The Church of the East organized itself initially in the year 410 as the national church of the Sasanian Empire through the Council of Seleucia- Ctesiphon. In 424 it declared itself independent of the state church of the Roman Empire. The Church of the East was headed by the Catholicose of the East seated in Seleucia-Ctesiphon, continuing a line that, according to its tradition, stretched back to the Apostolic Age. According to its tradition, the Church of the East was established by Thomas the Apostle in the first century. Its liturgical rite was the East Syrian rite that employs the Divine Liturgy of Saints Addai and Mari.

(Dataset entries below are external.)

use std::sync::Arc;

use crate::candidates::store::CandidateStore;
use crate::config::Config;
use crate::extraction::pdf::TextExtractor;
use crate::extraction::skills::SkillExtractor;

/// Shared application state injected into all route handlers via Axum extractors.
/// Built once in `main`; nothing here is a global.
#[derive(Clone)]
pub struct AppState {
    pub store: CandidateStore,
    /// Pluggable document parser. Default: PdfTextExtractor.
    pub text_extractor: Arc<dyn TextExtractor>,
    /// Pluggable skill heuristic. Default: PosSkillExtractor over LexiconTagger.
    pub skill_extractor: Arc<dyn SkillExtractor>,
    pub config: Config,
}
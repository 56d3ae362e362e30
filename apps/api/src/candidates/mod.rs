// Candidate records: the SQLite-backed store, résumé intake, and HTTP handlers.

pub mod handlers;
pub mod intake;
pub mod store;
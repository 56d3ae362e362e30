use anyhow::{Context, Result};

const DEFAULT_DATABASE_URL: &str = "sqlite://resumes.db?mode=rwc";

/// Service configuration loaded from environment variables.
/// Every variable has a default, so a bare `recruiter` invocation works out of the box.
#[derive(Debug, Clone)]
pub struct Config {
    /// Backing file of the candidate store.
    pub database_url: String,
    pub port: u16,
    pub rust_log: String,
    pub max_upload_mb: usize,
}

impl Config {
    pub fn from_env() -> Result<Self> {
        dotenvy::dotenv().ok(); // load .env if present; ignore if missing

        Ok(Config {
            database_url: env_or("DATABASE_URL", DEFAULT_DATABASE_URL),
            port: env_or("PORT", "8080")
                .parse::<u16>()
                .context("PORT must be a valid port number")?,
            rust_log: env_or("RUST_LOG", "info"),
            max_upload_mb: env_or("MAX_UPLOAD_MB", "10")
                .parse::<usize>()
                .context("MAX_UPLOAD_MB must be a whole number of megabytes")?,
        })
    }

    pub fn max_upload_bytes(&self) -> usize {
        self.max_upload_mb * 1024 * 1024
    }
}

impl Default for Config {
    fn default() -> Self {
        Config {
            database_url: DEFAULT_DATABASE_URL.to_string(),
            port: 8080,
            rust_log: "info".to_string(),
            max_upload_mb: 10,
        }
    }
}

fn env_or(key: &str, default: &str) -> String {
    std::env::var(key).unwrap_or_else(|_| default.to_string())
}
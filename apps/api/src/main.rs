mod advice;
mod candidates;
mod config;
mod db;
mod errors;
mod extraction;
mod matching;
mod models;
mod routes;
mod state;

use anyhow::Result;
use std::net::SocketAddr;
use std::sync::Arc;
use tower_http::{cors::CorsLayer, trace::TraceLayer};
use tracing::info;
use tracing_subscriber::{layer::SubscriberExt, util::SubscriberInitExt, EnvFilter};

use crate::candidates::store::CandidateStore;
use crate::config::Config;
use crate::db::create_pool;
use crate::extraction::pdf::PdfTextExtractor;
use crate::extraction::skills::PosSkillExtractor;
use crate::routes::build_router;
use crate::state::AppState;

#[tokio::main]
async fn main() -> Result<()> {
    let config = Config::from_env()?;

    // Initialize structured logging
    tracing_subscriber::registry()
        .with(EnvFilter::try_from_default_env().unwrap_or_else(|_| {
            EnvFilter::new(format!("{}={}", env!("CARGO_PKG_NAME"), &config.rust_log))
        }))
        .with(tracing_subscriber::fmt::layer())
        .init();

    info!("Starting Recruiter API v{}", env!("CARGO_PKG_VERSION"));

    // One store for the whole process, handed to handlers through AppState.
    let store = CandidateStore::new(create_pool(&config.database_url).await?);
    store.initialize().await?;

    let state = AppState {
        store,
        text_extractor: Arc::new(PdfTextExtractor),
        skill_extractor: Arc::new(PosSkillExtractor::default()),
        config: config.clone(),
    };

    let app = build_router(state)
        .layer(TraceLayer::new_for_http())
        .layer(CorsLayer::permissive());

    let addr: SocketAddr = format!("0.0.0.0:{}", config.port).parse()?;
    info!("Listening on {addr}");

    let listener = tokio::net::TcpListener::bind(addr).await?;
    axum::serve(listener, app).await?;

    Ok(())
}
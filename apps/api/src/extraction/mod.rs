// Pluggable extraction capabilities: document bytes -> text -> skill tokens.
// Each stage is a trait so the PDF backend or the tagger can be replaced independently.

pub mod pdf;
pub mod skills;
pub mod tagger;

The Church of the East, which was part of the Great Church, shared communion with those in the Roman Empire until the Council of Ephesus condemned Nestorius in 431. Supporters of Nestorius took refuge in Sasanian Persia, where the Church refused to condemn Nestorius and became accused of Nestorianism, a heresy attributed to Nestorius. It was therefore called the Nestorian Church by all the other Eastern churches, both Chalcedonian and non- Chalcedonian, and by the Western Church. Politically the Sassanian and Roman empires were at war with each other, which forced the Church of the East to distance itself from the churches within Roman territory. More recently, the "Nestorian" appellation has been called "a lamentable misnomer", and theologically incorrect by scholars. However, the Church of the East started to call itself Nestorian, it anathematized the Council of Ephesus, and in its liturgy Nestorius was mentioned as a saint. In 544, the general Council of the Church of the East approved the Council of Chalcedon at the Synod of Mar Aba I.

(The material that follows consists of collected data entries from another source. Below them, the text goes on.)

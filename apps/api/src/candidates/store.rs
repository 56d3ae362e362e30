//! Candidate Store: durable, name-unique persistence of résumé text.
//!
//! Records are append-only: there is no update and no delete. `AUTOINCREMENT`
//! keeps ids monotonic and never reused, and the UNIQUE constraint on `name`
//! is the single point that serialises concurrent writers.

use sqlx::SqlitePool;
use thiserror::Error;
use tracing::{error, info, warn};

use crate::models::candidate::{CandidateId, CandidateRow, CandidateSummary};

const CREATE_CANDIDATES_TABLE: &str = r#"
CREATE TABLE IF NOT EXISTS candidates (
    id INTEGER PRIMARY KEY AUTOINCREMENT,
    name TEXT NOT NULL UNIQUE,
    resume_text TEXT NOT NULL
)
"#;

#[derive(Debug, Error)]
pub enum StoreError {
    #[error("Candidate name must not be empty")]
    EmptyName,

    #[error("A candidate named '{0}' already exists")]
    DuplicateName(String),

    #[error("Storage unavailable: {0}")]
    StorageUnavailable(#[source] sqlx::Error),
}

impl From<sqlx::Error> for StoreError {
    fn from(e: sqlx::Error) -> Self {
        StoreError::StorageUnavailable(e)
    }
}

/// Handle to the `candidates` table. Cheap to clone; clones share the pool.
#[derive(Clone)]
pub struct CandidateStore {
    pool: SqlitePool,
}

impl CandidateStore {
    pub fn new(pool: SqlitePool) -> Self {
        Self { pool }
    }

    /// Creates the `candidates` table if absent. Safe to call on every start.
    pub async fn initialize(&self) -> Result<(), StoreError> {
        sqlx::query(CREATE_CANDIDATES_TABLE)
            .execute(&self.pool)
            .await?;
        info!("Candidate store ready");
        Ok(())
    }

    /// Inserts a new candidate. Never overwrites: a taken name is `DuplicateName`.
    ///
    /// The name is stored exactly as supplied; only a blank name is rejected.
    pub async fn insert(&self, name: &str, resume_text: &str) -> Result<CandidateId, StoreError> {
        if name.trim().is_empty() {
            return Err(StoreError::EmptyName);
        }

        let result = sqlx::query("INSERT INTO candidates (name, resume_text) VALUES (?, ?)")
            .bind(name)
            .bind(resume_text)
            .execute(&self.pool)
            .await;

        match result {
            Ok(done) => {
                let id = done.last_insert_rowid();
                info!("Stored candidate {id} ({} chars of text)", resume_text.len());
                Ok(id)
            }
            Err(e) if is_unique_violation(&e) => {
                warn!("Rejected duplicate candidate name '{name}'");
                Err(StoreError::DuplicateName(name.to_string()))
            }
            Err(e) => {
                error!("Candidate insert failed: {e}");
                Err(StoreError::StorageUnavailable(e))
            }
        }
    }

    /// Every candidate's identity pair, ascending by id (insertion order).
    pub async fn list_all(&self) -> Result<Vec<CandidateSummary>, StoreError> {
        Ok(
            sqlx::query_as::<_, CandidateSummary>("SELECT id, name FROM candidates ORDER BY id ASC")
                .fetch_all(&self.pool)
                .await?,
        )
    }

    /// Stored résumé text for `id`, or `None` when no such candidate exists.
    pub async fn get_text(&self, id: CandidateId) -> Result<Option<String>, StoreError> {
        Ok(
            sqlx::query_scalar::<_, String>("SELECT resume_text FROM candidates WHERE id = ?")
                .bind(id)
                .fetch_optional(&self.pool)
                .await?,
        )
    }

    pub async fn get(&self, id: CandidateId) -> Result<Option<CandidateRow>, StoreError> {
        Ok(sqlx::query_as::<_, CandidateRow>(
            "SELECT id, name, resume_text FROM candidates WHERE id = ?",
        )
        .bind(id)
        .fetch_optional(&self.pool)
        .await?)
    }
}

fn is_unique_violation(e: &sqlx::Error) -> bool {
    e.as_database_error()
        .map(|db| db.is_unique_violation())
        .unwrap_or(false)
}
//! Axum route handlers for the Skills API.

use axum::{extract::State, Json};
use serde::{Deserialize, Serialize};

use crate::errors::AppError;
use crate::extraction::skills::SkillSet;
use crate::matching::matcher::{match_skills, MatchResult};
use crate::state::AppState;

#[derive(Debug, Deserialize)]
pub struct ExtractSkillsRequest {
    pub text: String,
}

#[derive(Debug, Serialize)]
pub struct ExtractSkillsResponse {
    pub skills: SkillSet,
}

#[derive(Debug, Deserialize)]
pub struct MatchSkillsRequest {
    pub resume_skills: SkillSet,
    pub job_description: String,
}

#[derive(Debug, Serialize)]
pub struct MatchSkillsResponse {
    #[serde(flatten)]
    pub result: MatchResult,
    pub all_present: bool,
}

/// Rejects a blank job description before it reaches the matcher.
pub fn require_job_description(job_description: &str) -> Result<(), AppError> {
    if job_description.trim().is_empty() {
        return Err(AppError::Validation(
            "Please enter a job description.".to_string(),
        ));
    }
    Ok(())
}

/// POST /api/v1/skills/extract
pub async fn handle_extract(
    State(state): State<AppState>,
    Json(request): Json<ExtractSkillsRequest>,
) -> Json<ExtractSkillsResponse> {
    Json(ExtractSkillsResponse {
        skills: state.skill_extractor.extract(&request.text),
    })
}

/// POST /api/v1/skills/match
pub async fn handle_match(
    Json(request): Json<MatchSkillsRequest>,
) -> Result<Json<MatchSkillsResponse>, AppError> {
    require_job_description(&request.job_description)?;

    // Callers may send mixed-case skills; the matcher compares lowercase tokens.
    let resume_skills: SkillSet = request
        .resume_skills
        .iter()
        .map(|s| s.trim().to_lowercase())
        .collect();
    let result = match_skills(&resume_skills, &request.job_description);

    Ok(Json(MatchSkillsResponse {
        all_present: result.all_present(),
        result,
    }))
}
use serde::{Deserialize, Serialize};
use sqlx::FromRow;

/// Store-assigned candidate identifier. Never reused.
pub type CandidateId = i64;

#[derive(Debug, Clone, PartialEq, Eq, Serialize, Deserialize, FromRow)]
pub struct CandidateRow {
    pub id: CandidateId,
    pub name: String,
    pub resume_text: String,
}

/// Identity pair returned by listings; omits the (potentially large) résumé text.
#[derive(Debug, Clone, PartialEq, Eq, Serialize, Deserialize, FromRow)]
pub struct CandidateSummary {
    pub id: CandidateId,
    pub name: String,
}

Continuing as a dhimmi community under the Sunni Caliphate after the Muslim conquest of Persia (633–654), the Church of the East played a major role in the history of Christianity in Asia. Between the 9th and 14th centuries, it represented the world's largest Christian denomination in terms of geographical extent, and in the Middle Ages was one of the three major Christian powerhouses of Eurasia alongside Latin Catholicism and Greek Orthodoxy. It established dioceses and communities stretching from the Mediterranean Sea and today's Iraq and Iran, to India (the Saint Thomas Syrian Christians of Kerala), the Mongol kingdoms and Turkic tribes in Central Asia, and China during the Tang dynasty (7th–9th centuries). In the 13th and 14th centuries, the church experienced a final period of expansion under the Mongol Empire, where influential Church of the East clergy sat in the Mongol court.
Even before the Church of the East underwent a rapid decline in its field of expansion in Central Asia in the 14th century, it had already lost ground in its home territory. The decline is indicated by the shrinking list of active dioceses. Around the year 1000, there were more than sixty dioceses throughout the Near East, but by the middle of the 13th century there were about twenty, and after Timur Leng the number was further reduced to seven only. In the aftermath of the division of the Mongol Empire, the rising Buddhist and Islamic Mongol leaderships pushed out and nearly eradicated the Church of the East and its followers. Thereafter, Church of the East dioceses remained largely confined to Upper Mesopotamia and to the Saint Thomas Syrian Christians in the Malabar Coast (modern-day Kerala, India).
Divisions occurred within the church itself, but by 1830 two unified patriarchates and distinct churches remained: the Assyrian Church of the East and the Chaldean Catholic Church (an Eastern Catholic Church in communion with the Holy See). The Ancient Church of the East split from the Assyrian Church of the East in 1968. In 2017, the Chaldean Catholic Church had approximately 628,405 members and the Assyrian Church of the East had 323,300 to 380,000, while the Ancient Church of the East had 100,000.